Excerpts from a dataset:
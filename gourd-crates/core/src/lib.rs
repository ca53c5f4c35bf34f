//! # Gourd
//! The propagation engine of a finite-domain constraint solver.
//!
//! A [`State`] holds the integer variables, whose domains are kept in backtrackable cells of an
//! [`Environment`](environment::Environment), together with the propagators posted over them.
//! Changes to the domains are queued as events and dispatched to the propagators that subscribed
//! to them, by priority, until a fixed point is reached or a propagator derives a
//! [`Contradiction`]. Opening and restoring worlds undoes every change made since.
//!
//! ```rust
//! use gourd_core::propagation::ReadDomains;
//! use gourd_core::propagators::arithmetic::LessOrEqualPropagatorArgs;
//! use gourd_core::State;
//!
//! let mut state = State::new();
//! let x = state.new_interval_variable(0, 10).unwrap();
//! let y = state.new_interval_variable(0, 5).unwrap();
//! let _ = state
//!     .add_propagator(LessOrEqualPropagatorArgs { a: x, b: y, offset: 2 })
//!     .unwrap();
//!
//! state.propagate_to_fixed_point().unwrap();
//! assert_eq!(state.domains().upper_bound(x), 3);
//! ```
//!
//! The propagators are found in [`propagators`]; the contract they implement is described in
//! [`propagation`]. A simple depth-first search is provided by [`search`], driven by the
//! strategies of [`branching`].
pub(crate) mod basic_types;
pub mod branching;
pub mod containers;
pub(crate) mod engine;
pub mod environment;
pub(crate) mod gourd_asserts;
pub mod propagation;
pub mod propagators;
pub mod search;
pub mod statistics;

pub use convert_case;
pub use rand;

pub use crate::basic_types::Contradiction;
pub use crate::basic_types::ModelError;
pub use crate::basic_types::Random;
pub use crate::basic_types::Solution;
pub use crate::engine::domains::DomainKind;
pub use crate::engine::domains::DomainValues;
pub use crate::engine::domains::EmptyDomain;
pub use crate::engine::domains::MAX_DENSE_WIDTH;
pub use crate::engine::EngineOptions;
pub use crate::engine::State;

pub mod variables {
    //! The handles of the decision variables.
    pub use crate::engine::variables::DomainId;
    pub use crate::engine::variables::Literal;
}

### Assignment
The data above needs to be retyped in full, exactly as given.

### Task output
filename gourd-crates/core/src/lib.rs
repository ca53c5f4c35bf34f
//! # Gourd
//! The propagation engine of a finite-domain constraint solver.
//!
//! A [`State`] holds the integer variables, whose domains are kept in backtrackable cells of an
//! [`Environment`](environment::Environment), together with the propagators posted over them.
//! Changes to the domains are queued as events and dispatched to the propagators that subscribed
//! to them, by priority, until a fixed point is reached or a propagator derives a
//! [`Contradiction`]. Opening and restoring worlds undoes every change made since.
//!
//! ```rust
//! use gourd_core::propagation::ReadDomains;
//! use gourd_core::propagators::arithmetic::LessOrEqualPropagatorArgs;
//! use gourd_core::State;
//!
//! let mut state = State::new();
//! let x = state.new_interval_variable(0, 10).unwrap();
//! let y = state.new_interval_variable(0, 5).unwrap();
//! let _ = state
//!     .add_propagator(LessOrEqualPropagatorArgs { a: x, b: y, offset: 2 })
//!     .unwrap();
//!
//! state.propagate_to_fixed_point().unwrap();
//! assert_eq!(state.domains().upper_bound(x), 3);
//! ```
//!
//! The propagators are found in [`propagators`]; the contract they implement is described in
//! [`propagation`]. A simple depth-first search is provided by [`search`], driven by the
//! strategies of [`branching`].
pub(crate) mod basic_types;
pub mod branching;
pub mod containers;
pub(crate) mod engine;
pub mod environment;
pub(crate) mod gourd_asserts;
pub mod propagation;
pub mod propagators;
pub mod search;
pub mod statistics;

pub use convert_case;
pub use rand;

pub use crate::basic_types::Contradiction;
pub use crate::basic_types::ModelError;
pub use crate::basic_types::Random;
pub use crate::basic_types::Solution;
pub use crate::engine::domains::DomainKind;
pub use crate::engine::domains::DomainValues;
pub use crate::engine::domains::EmptyDomain;
pub use crate::engine::domains::MAX_DENSE_WIDTH;
pub use crate::engine::EngineOptions;
pub use crate::engine::State;

pub mod variables {
    //! The handles of the decision variables.
    pub use crate::engine::variables::DomainId;
    pub use crate::engine::variables::Literal;
}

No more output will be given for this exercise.